Dataset entries:
- - - - - - -

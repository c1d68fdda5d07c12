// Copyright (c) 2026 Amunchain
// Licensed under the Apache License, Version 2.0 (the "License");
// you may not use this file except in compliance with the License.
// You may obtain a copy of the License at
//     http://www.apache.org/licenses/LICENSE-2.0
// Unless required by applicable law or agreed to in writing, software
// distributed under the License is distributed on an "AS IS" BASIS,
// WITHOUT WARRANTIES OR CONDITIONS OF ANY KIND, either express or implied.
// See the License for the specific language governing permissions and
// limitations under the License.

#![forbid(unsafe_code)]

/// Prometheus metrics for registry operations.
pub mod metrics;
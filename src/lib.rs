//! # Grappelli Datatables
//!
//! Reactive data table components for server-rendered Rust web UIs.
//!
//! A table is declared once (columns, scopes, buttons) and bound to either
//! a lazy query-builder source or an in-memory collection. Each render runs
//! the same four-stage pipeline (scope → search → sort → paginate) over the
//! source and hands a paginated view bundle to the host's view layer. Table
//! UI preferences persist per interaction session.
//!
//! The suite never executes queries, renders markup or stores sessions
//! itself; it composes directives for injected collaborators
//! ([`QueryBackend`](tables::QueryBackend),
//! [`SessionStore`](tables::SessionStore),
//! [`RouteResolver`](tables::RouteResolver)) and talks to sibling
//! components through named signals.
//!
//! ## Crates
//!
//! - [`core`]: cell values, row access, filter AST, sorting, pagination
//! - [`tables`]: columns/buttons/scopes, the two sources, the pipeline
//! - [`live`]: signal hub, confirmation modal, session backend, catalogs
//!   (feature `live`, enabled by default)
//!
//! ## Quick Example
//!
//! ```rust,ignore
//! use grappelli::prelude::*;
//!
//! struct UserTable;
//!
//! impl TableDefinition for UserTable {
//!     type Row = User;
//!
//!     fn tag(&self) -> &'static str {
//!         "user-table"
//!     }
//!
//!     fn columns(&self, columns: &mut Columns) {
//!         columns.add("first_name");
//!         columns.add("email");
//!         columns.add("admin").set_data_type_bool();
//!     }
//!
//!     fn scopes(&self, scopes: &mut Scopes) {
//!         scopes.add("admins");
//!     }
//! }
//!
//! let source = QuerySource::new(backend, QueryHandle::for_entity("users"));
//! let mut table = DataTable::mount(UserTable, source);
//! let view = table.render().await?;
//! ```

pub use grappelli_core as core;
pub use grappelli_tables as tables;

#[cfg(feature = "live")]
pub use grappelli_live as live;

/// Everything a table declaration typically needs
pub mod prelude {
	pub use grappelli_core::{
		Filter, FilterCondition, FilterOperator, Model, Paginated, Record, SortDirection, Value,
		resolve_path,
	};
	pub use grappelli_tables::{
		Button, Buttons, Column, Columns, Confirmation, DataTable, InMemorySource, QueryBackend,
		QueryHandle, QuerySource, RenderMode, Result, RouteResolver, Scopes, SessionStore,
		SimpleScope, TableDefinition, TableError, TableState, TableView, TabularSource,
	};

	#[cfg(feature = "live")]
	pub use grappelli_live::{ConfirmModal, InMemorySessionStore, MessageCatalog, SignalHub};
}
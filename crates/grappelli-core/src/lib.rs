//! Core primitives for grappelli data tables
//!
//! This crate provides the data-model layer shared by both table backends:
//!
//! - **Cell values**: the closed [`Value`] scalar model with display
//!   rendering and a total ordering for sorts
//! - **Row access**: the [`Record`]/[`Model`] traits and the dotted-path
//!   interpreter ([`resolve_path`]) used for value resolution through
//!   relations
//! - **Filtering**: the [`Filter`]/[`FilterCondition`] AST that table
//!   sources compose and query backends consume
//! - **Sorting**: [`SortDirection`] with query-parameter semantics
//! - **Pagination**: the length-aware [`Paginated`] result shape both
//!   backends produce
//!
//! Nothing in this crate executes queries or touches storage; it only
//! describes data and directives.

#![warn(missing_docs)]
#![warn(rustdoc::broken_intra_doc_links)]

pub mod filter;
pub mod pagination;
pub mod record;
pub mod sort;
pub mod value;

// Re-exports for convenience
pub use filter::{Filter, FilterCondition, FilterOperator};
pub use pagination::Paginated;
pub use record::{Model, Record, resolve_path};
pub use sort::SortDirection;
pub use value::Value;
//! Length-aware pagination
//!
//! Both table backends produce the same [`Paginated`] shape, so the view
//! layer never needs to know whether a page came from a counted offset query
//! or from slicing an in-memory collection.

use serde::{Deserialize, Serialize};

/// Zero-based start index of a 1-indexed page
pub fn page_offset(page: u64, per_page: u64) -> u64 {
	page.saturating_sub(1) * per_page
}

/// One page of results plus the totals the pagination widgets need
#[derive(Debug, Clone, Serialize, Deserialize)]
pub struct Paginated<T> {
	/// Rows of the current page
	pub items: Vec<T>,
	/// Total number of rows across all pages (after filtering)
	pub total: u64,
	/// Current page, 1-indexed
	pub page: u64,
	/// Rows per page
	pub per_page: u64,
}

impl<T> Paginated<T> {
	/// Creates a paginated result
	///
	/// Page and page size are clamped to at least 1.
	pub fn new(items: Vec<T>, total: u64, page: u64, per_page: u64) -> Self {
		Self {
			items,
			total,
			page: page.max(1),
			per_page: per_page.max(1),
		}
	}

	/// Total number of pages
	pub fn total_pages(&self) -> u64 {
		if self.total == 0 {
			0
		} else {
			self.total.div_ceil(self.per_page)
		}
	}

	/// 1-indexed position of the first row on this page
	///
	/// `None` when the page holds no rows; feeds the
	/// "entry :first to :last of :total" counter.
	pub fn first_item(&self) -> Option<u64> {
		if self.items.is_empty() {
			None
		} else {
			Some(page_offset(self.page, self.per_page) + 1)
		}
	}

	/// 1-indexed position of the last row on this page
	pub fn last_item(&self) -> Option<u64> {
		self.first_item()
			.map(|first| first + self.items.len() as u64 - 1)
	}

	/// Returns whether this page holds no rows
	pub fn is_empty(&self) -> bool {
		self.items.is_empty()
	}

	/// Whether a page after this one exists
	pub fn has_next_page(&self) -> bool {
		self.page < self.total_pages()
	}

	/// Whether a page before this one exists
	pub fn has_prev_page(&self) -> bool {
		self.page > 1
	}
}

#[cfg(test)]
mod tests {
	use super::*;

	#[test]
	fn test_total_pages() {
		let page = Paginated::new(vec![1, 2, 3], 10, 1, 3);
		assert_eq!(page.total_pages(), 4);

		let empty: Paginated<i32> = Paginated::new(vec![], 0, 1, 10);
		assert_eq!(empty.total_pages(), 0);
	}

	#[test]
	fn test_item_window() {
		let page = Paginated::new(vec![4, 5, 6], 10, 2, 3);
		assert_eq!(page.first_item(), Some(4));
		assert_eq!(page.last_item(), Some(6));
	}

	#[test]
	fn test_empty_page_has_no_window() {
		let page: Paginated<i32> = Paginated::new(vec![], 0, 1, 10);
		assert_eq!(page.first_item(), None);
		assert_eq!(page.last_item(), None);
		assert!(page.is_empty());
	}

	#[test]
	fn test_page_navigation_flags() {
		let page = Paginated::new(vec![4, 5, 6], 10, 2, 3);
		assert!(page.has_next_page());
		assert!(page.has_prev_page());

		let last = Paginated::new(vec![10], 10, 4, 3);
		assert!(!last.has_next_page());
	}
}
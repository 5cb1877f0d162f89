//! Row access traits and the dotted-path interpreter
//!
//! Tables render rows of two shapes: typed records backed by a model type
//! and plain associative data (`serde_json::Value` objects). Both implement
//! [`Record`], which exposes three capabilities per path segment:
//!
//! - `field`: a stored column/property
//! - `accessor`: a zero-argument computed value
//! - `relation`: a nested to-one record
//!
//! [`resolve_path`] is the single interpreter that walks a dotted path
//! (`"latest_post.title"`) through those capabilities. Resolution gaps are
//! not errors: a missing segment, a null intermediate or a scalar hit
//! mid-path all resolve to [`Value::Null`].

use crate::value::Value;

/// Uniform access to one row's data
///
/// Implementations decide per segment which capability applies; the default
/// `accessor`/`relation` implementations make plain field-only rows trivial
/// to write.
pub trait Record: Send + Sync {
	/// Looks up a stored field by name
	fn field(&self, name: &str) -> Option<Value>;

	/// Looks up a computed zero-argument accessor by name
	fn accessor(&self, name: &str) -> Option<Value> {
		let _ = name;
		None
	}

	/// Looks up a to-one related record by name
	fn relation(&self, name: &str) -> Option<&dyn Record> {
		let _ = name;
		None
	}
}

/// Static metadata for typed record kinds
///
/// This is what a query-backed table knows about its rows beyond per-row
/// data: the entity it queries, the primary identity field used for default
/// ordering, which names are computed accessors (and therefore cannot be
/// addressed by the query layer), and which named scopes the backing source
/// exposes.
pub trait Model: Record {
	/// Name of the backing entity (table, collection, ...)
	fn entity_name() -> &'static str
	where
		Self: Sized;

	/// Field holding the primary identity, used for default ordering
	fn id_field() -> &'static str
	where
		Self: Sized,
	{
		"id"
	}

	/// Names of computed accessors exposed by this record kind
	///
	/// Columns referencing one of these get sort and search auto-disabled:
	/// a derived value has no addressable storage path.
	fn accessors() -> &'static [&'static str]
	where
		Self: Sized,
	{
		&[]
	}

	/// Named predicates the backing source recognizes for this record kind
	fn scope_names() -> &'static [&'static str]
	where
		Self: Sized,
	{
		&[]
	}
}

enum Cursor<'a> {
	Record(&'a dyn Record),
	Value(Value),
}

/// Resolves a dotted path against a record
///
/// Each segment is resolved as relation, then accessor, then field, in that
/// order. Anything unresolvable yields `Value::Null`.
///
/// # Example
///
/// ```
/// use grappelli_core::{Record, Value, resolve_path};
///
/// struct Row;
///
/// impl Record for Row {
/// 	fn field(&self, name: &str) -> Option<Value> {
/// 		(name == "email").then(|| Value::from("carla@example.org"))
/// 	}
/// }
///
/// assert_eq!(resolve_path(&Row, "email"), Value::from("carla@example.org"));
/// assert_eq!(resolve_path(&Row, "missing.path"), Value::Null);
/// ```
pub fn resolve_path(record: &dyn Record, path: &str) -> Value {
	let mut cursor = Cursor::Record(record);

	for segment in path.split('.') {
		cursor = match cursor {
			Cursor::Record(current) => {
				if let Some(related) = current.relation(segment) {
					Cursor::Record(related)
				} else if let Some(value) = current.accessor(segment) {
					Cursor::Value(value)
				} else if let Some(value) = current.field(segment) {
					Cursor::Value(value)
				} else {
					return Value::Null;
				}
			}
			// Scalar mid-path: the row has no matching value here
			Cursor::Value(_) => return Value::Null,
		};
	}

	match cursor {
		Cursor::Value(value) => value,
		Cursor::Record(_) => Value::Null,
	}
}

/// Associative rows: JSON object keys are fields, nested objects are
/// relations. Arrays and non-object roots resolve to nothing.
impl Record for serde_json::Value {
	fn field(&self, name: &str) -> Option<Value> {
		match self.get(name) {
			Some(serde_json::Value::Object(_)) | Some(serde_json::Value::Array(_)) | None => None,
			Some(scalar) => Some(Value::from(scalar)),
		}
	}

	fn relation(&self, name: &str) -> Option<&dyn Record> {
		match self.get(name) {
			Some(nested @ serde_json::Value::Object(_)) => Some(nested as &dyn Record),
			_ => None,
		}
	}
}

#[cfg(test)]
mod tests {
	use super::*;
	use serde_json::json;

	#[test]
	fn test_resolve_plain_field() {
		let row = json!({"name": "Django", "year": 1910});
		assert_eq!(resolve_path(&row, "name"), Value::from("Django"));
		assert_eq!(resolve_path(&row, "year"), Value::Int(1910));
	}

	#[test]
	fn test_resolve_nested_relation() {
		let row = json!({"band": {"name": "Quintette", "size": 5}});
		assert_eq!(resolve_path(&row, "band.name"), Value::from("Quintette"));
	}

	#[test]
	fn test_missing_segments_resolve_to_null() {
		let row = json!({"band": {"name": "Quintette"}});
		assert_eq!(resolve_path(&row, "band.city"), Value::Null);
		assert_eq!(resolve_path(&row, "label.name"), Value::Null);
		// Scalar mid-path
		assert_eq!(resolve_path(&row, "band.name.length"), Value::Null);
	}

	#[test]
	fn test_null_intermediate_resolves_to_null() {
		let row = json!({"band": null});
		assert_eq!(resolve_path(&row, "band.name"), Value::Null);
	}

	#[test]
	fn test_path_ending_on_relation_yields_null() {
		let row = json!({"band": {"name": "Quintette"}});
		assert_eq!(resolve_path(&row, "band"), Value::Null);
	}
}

- - - - - - -

### Task to carry out
Return, exactly, the lines from the first line of the records above to the line containing "filename src/lib.rs", both included.

### Reply to the exercise
repository c1d68fdda5d07c12
// Copyright (c) 2026 Amunchain
// Licensed under the Apache License, Version 2.0 (the "License");
// you may not use this file except in compliance with the License.
// You may obtain a copy of the License at
//     http://www.apache.org/licenses/LICENSE-2.0
// Unless required by applicable law or agreed to in writing, software
// distributed under the License is distributed on an "AS IS" BASIS,
// WITHOUT WARRANTIES OR CONDITIONS OF ANY KIND, either express or implied.
// See the License for the specific language governing permissions and
// limitations under the License.

#![forbid(unsafe_code)]

/// Prometheus metrics for registry operations.
pub mod metrics;
filename src/lib.rs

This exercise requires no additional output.